I began to feel as though I could not breathe. I was trying my best to hide my anguish from my boyfriend. I did not want him to think I was crazy. . . . Although my symptoms were basic textbook panic attack symptoms, at the time this was happening I did not know what panic attacks were. . . . I asked my boyfriend if we could stop the car for a minute but of course he wanted to know why and . . . explained that there really was not anyplace to stop. I truly was trapped in the vehicle.
There was no way that I could explain to him how I was feeling. . . . I remember having flashes of opening my car door and jumping out. I was glad it was dark because I was sure that my fear was obviously showing on my face. My hands were shaking and I felt dizzy. I was not thinking straight; I only knew that I needed to get away from the situation as quickly as possible. (Allen, 2009)

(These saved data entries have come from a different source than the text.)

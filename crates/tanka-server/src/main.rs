mod api;
mod middleware;
mod store;

use std::net::SocketAddr;
use std::sync::Arc;

use tanka_pipeline::{build_outbound_gate, Pipeline};
use tracing_subscriber::EnvFilter;

use crate::{
    api::{build_app, AppState},
    middleware::InboundGate,
    store::ListingStore,
};

#[tokio::main]
async fn main() -> anyhow::Result<()> {
    dotenvy::dotenv().ok();
    let config = tanka_core::load_app_config()?;
    let env_filter = EnvFilter::try_from_default_env()
        .or_else(|_| EnvFilter::try_new(config.log_level.clone()))?;
    tracing_subscriber::fmt().with_env_filter(env_filter).init();

    let categories = tanka_core::load_categories(&config.categories_path)?;
    tracing::info!(
        env = %config.env,
        categories = categories.categories.len(),
        path = %config.categories_path.display(),
        "categories loaded"
    );

    let outbound = build_outbound_gate(&config);
    let pipeline = Pipeline::from_app_config(&config, categories.scoring, outbound)?;
    let state = AppState {
        pipeline: Arc::new(pipeline),
        categories: Arc::new(categories),
        store: ListingStore::new(),
    };
    let app = build_app(state, &InboundGate::from_app_config(&config));

    let listener = tokio::net::TcpListener::bind(config.bind_addr).await?;
    tracing::info!(addr = %config.bind_addr, "listening");
    axum::serve(
        listener,
        app.into_make_service_with_connect_info::<SocketAddr>(),
    )
    .with_graceful_shutdown(shutdown_signal())
    .await?;
    Ok(())
}

async fn shutdown_signal() {
    let ctrl_c = async {
        if let Err(e) = tokio::signal::ctrl_c().await {
            tracing::error!(error = %e, "failed to listen for ctrl-c");
            std::future::pending::<()>().await;
        }
    };

    #[cfg(unix)]
    let terminate = async {
        match tokio::signal::unix::signal(tokio::signal::unix::SignalKind::terminate()) {
            Ok(mut signal) => {
                signal.recv().await;
            }
            Err(e) => {
                tracing::error!(error = %e, "failed to install SIGTERM handler");
                std::future::pending::<()>().await;
            }
        }
    };

    #[cfg(not(unix))]
    let terminate = std::future::pending::<()>();

    tokio::select! {
        () = ctrl_c => {},
        () = terminate => {},
    }

    tracing::info!("received shutdown signal, starting graceful shutdown");
}
use axum::{
    extract::{Path, Query, State},
    Extension, Json,
};
use chrono::{DateTime, Utc};
use serde::{Deserialize, Serialize};
use tanka_core::{Measure, ScoredListing};
use tanka_pipeline::replace_listing;

use crate::middleware::RequestId;

use super::{
    find_category, map_pipeline_error, normalize_limit, ApiError, ApiResponse, AppState,
    ResponseMeta,
};

const MAX_SOURCE_ID_LEN: usize = 32;

#[derive(Debug, Serialize)]
pub(super) struct CategoryItem {
    slug: String,
    name: String,
    keyword: String,
    measure: Measure,
    unit: &'static str,
    listing_count: usize,
    updated_at: Option<DateTime<Utc>>,
}

#[derive(Debug, Serialize)]
pub(super) struct ListingsPage {
    category: String,
    measure: Measure,
    unit: &'static str,
    updated_at: Option<DateTime<Utc>>,
    total: usize,
    listings: Vec<ScoredListing>,
}

#[derive(Debug, Deserialize)]
pub(super) struct ListingsQuery {
    pub limit: Option<usize>,
}

#[derive(Debug, Serialize)]
pub(super) struct RescrapeSummary {
    category: String,
    keyword: String,
    started_at: DateTime<Utc>,
    finished_at: DateTime<Utc>,
    scraped: usize,
    stored: usize,
}

pub(super) async fn list_categories(
    State(state): State<AppState>,
    Extension(req_id): Extension<RequestId>,
) -> Json<ApiResponse<Vec<CategoryItem>>> {
    let data = state
        .categories
        .categories
        .iter()
        .map(|c| {
            let snapshot = state.store.snapshot(&c.slug);
            CategoryItem {
                slug: c.slug.clone(),
                name: c.name.clone(),
                keyword: c.keyword.clone(),
                measure: c.measure,
                unit: c.measure.unit_label(),
                listing_count: snapshot.listings.len(),
                updated_at: snapshot.updated_at,
            }
        })
        .collect();

    Json(ApiResponse {
        data,
        meta: ResponseMeta::new(req_id.0),
    })
}

pub(super) async fn list_listings(
    State(state): State<AppState>,
    Extension(req_id): Extension<RequestId>,
    Path(slug): Path<String>,
    Query(query): Query<ListingsQuery>,
) -> Result<Json<ApiResponse<ListingsPage>>, ApiError> {
    let category = find_category(&state, &slug, &req_id.0)?;
    let snapshot = state.store.snapshot(&category.slug);
    let total = snapshot.listings.len();
    let listings = snapshot
        .listings
        .into_iter()
        .take(normalize_limit(query.limit))
        .collect();

    Ok(Json(ApiResponse {
        data: ListingsPage {
            category: category.slug.clone(),
            measure: category.measure,
            unit: category.measure.unit_label(),
            updated_at: snapshot.updated_at,
            total,
            listings,
        },
        meta: ResponseMeta::new(req_id.0),
    }))
}

/// Runs the category again and rescores the stored cohort with the fresh
/// records merged in.
pub(super) async fn rescrape_category(
    State(state): State<AppState>,
    Extension(req_id): Extension<RequestId>,
    Path(slug): Path<String>,
) -> Result<Json<ApiResponse<RescrapeSummary>>, ApiError> {
    let category = find_category(&state, &slug, &req_id.0)?;
    let run = state
        .pipeline
        .run_category(category)
        .await
        .map_err(|e| map_pipeline_error(req_id.0.clone(), &e))?;

    let scraped = run.listings.len();
    state.store.upsert(&category.slug, run.listings);
    let stored = state.store.update(&category.slug, |current| {
        let cohort = current.into_iter().map(|l| l.priced).collect();
        state.pipeline.rescore(cohort, category)
    });

    Ok(Json(ApiResponse {
        data: RescrapeSummary {
            category: run.category,
            keyword: run.keyword,
            started_at: run.started_at,
            finished_at: run.finished_at,
            scraped,
            stored,
        },
        meta: ResponseMeta::new(req_id.0),
    }))
}

/// Re-fetches one listing and rescores its category cohort.
pub(super) async fn refetch_listing(
    State(state): State<AppState>,
    Extension(req_id): Extension<RequestId>,
    Path((slug, source_id)): Path<(String, String)>,
) -> Result<Json<ApiResponse<ScoredListing>>, ApiError> {
    if source_id.is_empty()
        || source_id.len() > MAX_SOURCE_ID_LEN
        || !source_id.chars().all(|c| c.is_ascii_alphanumeric())
    {
        return Err(ApiError::new(
            req_id.0,
            "validation_error",
            "source_id must be ascii alphanumeric",
        ));
    }

    let category = find_category(&state, &slug, &req_id.0)?;
    let refetched = state
        .pipeline
        .refetch_listing(category, &source_id)
        .await
        .map_err(|e| map_pipeline_error(req_id.0.clone(), &e))?;

    let Some(priced) = refetched else {
        return Err(ApiError::new(
            req_id.0,
            "not_found",
            format!("listing '{source_id}' not found on the marketplace"),
        ));
    };

    let mut updated = None;
    state.store.update(&category.slug, |current| {
        let ranked = state.pipeline.rescore(replace_listing(current, priced), category);
        updated = ranked.iter().find(|l| l.source_id() == source_id).cloned();
        ranked
    });

    let listing = updated.ok_or_else(|| {
        ApiError::new(
            req_id.0.clone(),
            "internal_error",
            "refetched listing missing after rescore",
        )
    })?;

    Ok(Json(ApiResponse {
        data: listing,
        meta: ResponseMeta::new(req_id.0),
    }))
}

Panic attacks are frightening enough, but even the mere anticipation of the attacks can be awful. Indeed, people with panic disorder sometimes develop a profound fear of having an attack, especially in public places, where an attack might be embarrassing, or in circumstances such as driving, where the attack could be dangerous. As a result, people with panic disorder often develop a powerful tendency not to venture outside their designated “safe” places—their houses or even just their bedrooms. This is why panic disorder is often accompanied by agoraphobia, a fear of being in situations in which help might not be available or escape might be difficult or embarrassing. Agoraphobia can be quite paralyzing, and someone with this disorder might refuse to leave her home for days or weeks at a time (Robins & Regier, 1991).